-- Opening Marker --

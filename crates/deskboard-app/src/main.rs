//! Deskboard desktop entry point.

use deskboard_app::{AppConfig, DeskboardApp};
use deskboard_core::DashboardConfig;

fn main() -> eframe::Result<()> {
    // Loaded before the logger so the configured filter applies.
    let loaded = DashboardConfig::default_path()
        .as_deref()
        .map(DashboardConfig::load)
        .transpose();

    let filter = match &loaded {
        Ok(Some(config)) => config.log_filter.clone(),
        _ => DashboardConfig::default().log_filter,
    };
    env_logger::Builder::from_env(env_logger::Env::default().default_filter_or(filter)).init();

    let config = match loaded {
        Ok(config) => config.unwrap_or_default(),
        Err(e) => {
            log::warn!("{}; using default settings", e);
            DashboardConfig::default()
        }
    };
    log::info!("Starting Deskboard");

    let app_config = AppConfig::default();
    let options = eframe::NativeOptions {
        viewport: egui::ViewportBuilder::default()
            .with_title(app_config.title.clone())
            .with_inner_size([app_config.width as f32, app_config.height as f32])
            .with_min_inner_size([app_config.min_width as f32, app_config.min_height as f32]),
        ..Default::default()
    };

    let title = app_config.title.clone();
    eframe::run_native(
        &title,
        options,
        Box::new(move |cc| Ok(Box::new(DeskboardApp::new(cc, config, app_config)))),
    )
}
//! Text rendering into offscreen pixel buffers.
//!
//! The scanner does not care how text becomes pixels; it asks a
//! [`TextRasterizer`] for a buffer sized exactly to the string. The
//! [`FontRasterizer`] implementation draws with TrueType fonts loaded from disk.

use std::collections::HashMap;
use std::path::{Path, PathBuf};

use image::{Rgba, RgbaImage};
use rusttype::{point, Font, Scale};

use crate::color::Rgb;
use crate::config::FontConfig;
use crate::error::{ConfigError, ExtractionError};

/// How a string should be drawn.
#[derive(Debug, Clone, PartialEq)]
pub struct TextStyle {
    /// Pixel size; also the height of the produced buffer.
    pub font_size: f32,
    pub font_family: String,
    pub color: Rgb,
}

/// Renders a string into a transparent buffer whose width is the measured
/// advance of the string and whose height is the font size, with the string
/// centered in it.
pub trait TextRasterizer: Send + Sync {
    fn rasterize(&self, text: &str, style: &TextStyle) -> Result<RgbaImage, ExtractionError>;
}

/// Usual install locations of a bold sans-serif font, tried in order.
const SYSTEM_FONTS: &[&str] = &[
    "/usr/share/fonts/truetype/dejavu/DejaVuSans-Bold.ttf",
    "/usr/share/fonts/TTF/DejaVuSans-Bold.ttf",
    "/usr/share/fonts/dejavu/DejaVuSans-Bold.ttf",
    "/usr/share/fonts/truetype/liberation/LiberationSans-Bold.ttf",
    "/System/Library/Fonts/Supplemental/Arial Bold.ttf",
    "/Library/Fonts/Arial Bold.ttf",
    "C:\\Windows\\Fonts\\arialbd.ttf",
];

/// First system font from the known install locations that exists on disk.
pub fn find_system_font() -> Option<PathBuf> {
    SYSTEM_FONTS
        .iter()
        .map(PathBuf::from)
        .find(|path| path.is_file())
}

/// TrueType text rasterizer with per-family font lookup.
#[derive(Default)]
pub struct FontRasterizer {
    families: HashMap<String, Font<'static>>,
    fallback: Option<Font<'static>>,
}

impl FontRasterizer {
    /// A rasterizer with no fonts. Every text source fails until fonts are added.
    pub fn new() -> Self {
        Self::default()
    }

    /// Load every font named in the configuration.
    pub fn from_config(config: &FontConfig) -> Result<Self, ConfigError> {
        let mut rasterizer = Self::new();
        if let Some(path) = &config.default {
            rasterizer.fallback = Some(load_font(path)?);
        }
        for (family, path) in &config.families {
            rasterizer.families.insert(family.clone(), load_font(path)?);
        }
        log::info!(
            "loaded {} font famil{}{}",
            rasterizer.families.len(),
            if rasterizer.families.len() == 1 { "y" } else { "ies" },
            if rasterizer.fallback.is_some() { " plus default" } else { "" }
        );
        Ok(rasterizer)
    }

    /// Register a font for a family name.
    pub fn with_family(mut self, family: impl Into<String>, font: Font<'static>) -> Self {
        self.families.insert(family.into(), font);
        self
    }

    /// Set the font used for unknown families.
    pub fn with_default(mut self, font: Font<'static>) -> Self {
        self.fallback = Some(font);
        self
    }

    /// Use an installed system font as the default when none is configured.
    pub fn with_system_fallback(mut self) -> Self {
        if self.fallback.is_some() {
            return self;
        }
        let Some(path) = find_system_font() else {
            log::debug!("no system font found in {} known locations", SYSTEM_FONTS.len());
            return self;
        };
        match load_font(&path) {
            Ok(font) => {
                log::info!("using system font '{}' as default", path.display());
                self.fallback = Some(font);
            }
            Err(e) => log::warn!("skipping system font: {e}"),
        }
        self
    }

    /// Whether any font is available at all.
    pub fn has_fonts(&self) -> bool {
        self.fallback.is_some() || !self.families.is_empty()
    }

    fn font_for(&self, family: &str) -> Option<&Font<'static>> {
        self.families.get(family).or(self.fallback.as_ref())
    }
}

impl TextRasterizer for FontRasterizer {
    fn rasterize(&self, text: &str, style: &TextStyle) -> Result<RgbaImage, ExtractionError> {
        if text.trim().is_empty() {
            return Err(ExtractionError::EmptyText);
        }
        let font = self
            .font_for(&style.font_family)
            .ok_or_else(|| ExtractionError::NoFont(style.font_family.clone()))?;

        let scale = Scale::uniform(style.font_size);
        let advance = font
            .layout(text, scale, point(0.0, 0.0))
            .last()
            .map_or(0.0, |g| g.position().x + g.unpositioned().h_metrics().advance_width);

        let width = advance.ceil().max(0.0) as u32;
        let height = style.font_size.ceil().max(0.0) as u32;
        if width == 0 || height == 0 {
            return Err(ExtractionError::ZeroSize(text.to_string()));
        }

        // Middle baseline: center the ascent/descent box vertically
        let v_metrics = font.v_metrics(scale);
        let baseline = height as f32 / 2.0 + (v_metrics.ascent + v_metrics.descent) / 2.0;
        let start_x = (width as f32 - advance) / 2.0;

        let mut buffer = RgbaImage::new(width, height);
        let [r, g, b] = style.color.to_array();

        for glyph in font.layout(text, scale, point(start_x, baseline)) {
            let Some(bb) = glyph.pixel_bounding_box() else {
                continue;
            };
            glyph.draw(|gx, gy, coverage| {
                let px = bb.min.x + gx as i32;
                let py = bb.min.y + gy as i32;
                if px < 0 || py < 0 || px as u32 >= width || py as u32 >= height {
                    return;
                }
                let alpha = (coverage.clamp(0.0, 1.0) * 255.0).round() as u8;
                let pixel = buffer.get_pixel_mut(px as u32, py as u32);
                if alpha > pixel[3] {
                    *pixel = Rgba([r, g, b, alpha]);
                }
            });
        }

        Ok(buffer)
    }
}

/// Read and parse a font file.
pub fn load_font(path: &Path) -> Result<Font<'static>, ConfigError> {
    let bytes = std::fs::read(path).map_err(|source| ConfigError::Io {
        path: path.to_path_buf(),
        source,
    })?;
    Font::try_from_vec(bytes).ok_or_else(|| ConfigError::Font {
        path: path.to_path_buf(),
        reason: "not a TrueType/OpenType font".to_string(),
    })
}
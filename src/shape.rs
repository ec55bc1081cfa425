//! Morph sources and the shapes extracted from them.

use std::path::Path;

use glam::Vec2;
use serde::Deserialize;

use crate::color::Rgb;

/// Whether a source is rendered text or a decoded image.
#[derive(Debug, Clone, Copy, PartialEq, Eq, Hash, Default, Deserialize)]
#[serde(rename_all = "lowercase")]
pub enum ShapeKind {
    Image,
    #[default]
    Text,
}

/// Per-source rendering options.
#[derive(Debug, Clone, PartialEq, Deserialize)]
#[serde(default)]
pub struct SourceOptions {
    pub kind: ShapeKind,
    /// Image scale factor.
    pub scale: f32,
    /// Fill color used when drawing text into the offscreen buffer.
    pub color: Rgb,
    /// Text size in pixels; also the text buffer height.
    pub font_size: f32,
    pub font_family: String,
}

impl Default for SourceOptions {
    fn default() -> Self {
        Self {
            kind: ShapeKind::Text,
            scale: 1.0,
            color: Rgb::WHITE,
            font_size: 120.0,
            font_family: "Arial".to_string(),
        }
    }
}

/// One morph source: a text string or an image path, plus options.
#[derive(Debug, Clone, PartialEq, Deserialize)]
pub struct SourceConfig {
    pub source: String,
    #[serde(default)]
    pub options: SourceOptions,
}

impl SourceConfig {
    /// A text source with default options.
    pub fn text(text: impl Into<String>) -> Self {
        Self {
            source: text.into(),
            options: SourceOptions::default(),
        }
    }

    /// An image source at the given scale.
    pub fn image(path: impl Into<String>, scale: f32) -> Self {
        Self {
            source: path.into(),
            options: SourceOptions {
                kind: ShapeKind::Image,
                scale,
                ..SourceOptions::default()
            },
        }
    }

    /// Set the text size.
    pub fn with_font_size(mut self, size: f32) -> Self {
        self.options.font_size = size;
        self
    }

    /// Set the font family.
    pub fn with_font_family(mut self, family: impl Into<String>) -> Self {
        self.options.font_family = family.into();
        self
    }

    /// Set the text fill color.
    pub fn with_color(mut self, color: Rgb) -> Self {
        self.options.color = color;
        self
    }

    pub(crate) fn resolve_image_path(&mut self, base: &Path) {
        if self.options.kind == ShapeKind::Image && Path::new(&self.source).is_relative() {
            self.source = base.join(&self.source).to_string_lossy().into_owned();
        }
    }
}

/// A sampled foreground pixel.
#[derive(Debug, Clone, Copy, PartialEq, Eq)]
pub struct SamplePoint {
    pub x: u32,
    pub y: u32,
    pub color: Rgb,
}

impl SamplePoint {
    pub fn position(&self) -> Vec2 {
        Vec2::new(self.x as f32, self.y as f32)
    }
}

/// Axis-aligned bounds of a point set, in buffer pixels.
#[derive(Debug, Clone, Copy, PartialEq)]
pub struct BoundingBox {
    pub min_x: f32,
    pub max_x: f32,
    pub min_y: f32,
    pub max_y: f32,
}

impl BoundingBox {
    /// Bounds of a point set, or `None` when it is empty.
    pub fn of(points: &[SamplePoint]) -> Option<Self> {
        let first = points.first()?.position();
        let init = BoundingBox {
            min_x: first.x,
            max_x: first.x,
            min_y: first.y,
            max_y: first.y,
        };
        Some(points.iter().fold(init, |b, p| {
            let pos = p.position();
            BoundingBox {
                min_x: b.min_x.min(pos.x),
                max_x: b.max_x.max(pos.x),
                min_y: b.min_y.min(pos.y),
                max_y: b.max_y.max(pos.y),
            }
        }))
    }

    pub fn width(&self) -> f32 {
        self.max_x - self.min_x
    }

    pub fn height(&self) -> f32 {
        self.max_y - self.min_y
    }

    pub fn min(&self) -> Vec2 {
        Vec2::new(self.min_x, self.min_y)
    }
}

/// Points extracted from one source, ready for layout.
#[derive(Debug, Clone, PartialEq)]
pub struct Shape {
    pub points: Vec<SamplePoint>,
    pub bounds: BoundingBox,
    pub kind: ShapeKind,
}

impl Shape {
    /// Wrap scanner output. Returns `None` for an empty point set, which
    /// marks the source as invalid.
    pub fn from_points(points: Vec<SamplePoint>, kind: ShapeKind) -> Option<Self> {
        let bounds = BoundingBox::of(&points)?;
        Some(Self {
            points,
            bounds,
            kind,
        })
    }

    pub fn width(&self) -> f32 {
        self.bounds.width()
    }

    pub fn height(&self) -> f32 {
        self.bounds.height()
    }

    pub fn len(&self) -> usize {
        self.points.len()
    }

    pub fn is_empty(&self) -> bool {
        self.points.is_empty()
    }
}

-- Closing Marker --

TASK INSTRUCTIONS: Among the lines of the data above, find those with the word "bool" and show them.

RESULT FOR THIS TASK:
    pub fn has_fonts(&self) -> bool {
    pub fn is_empty(&self) -> bool {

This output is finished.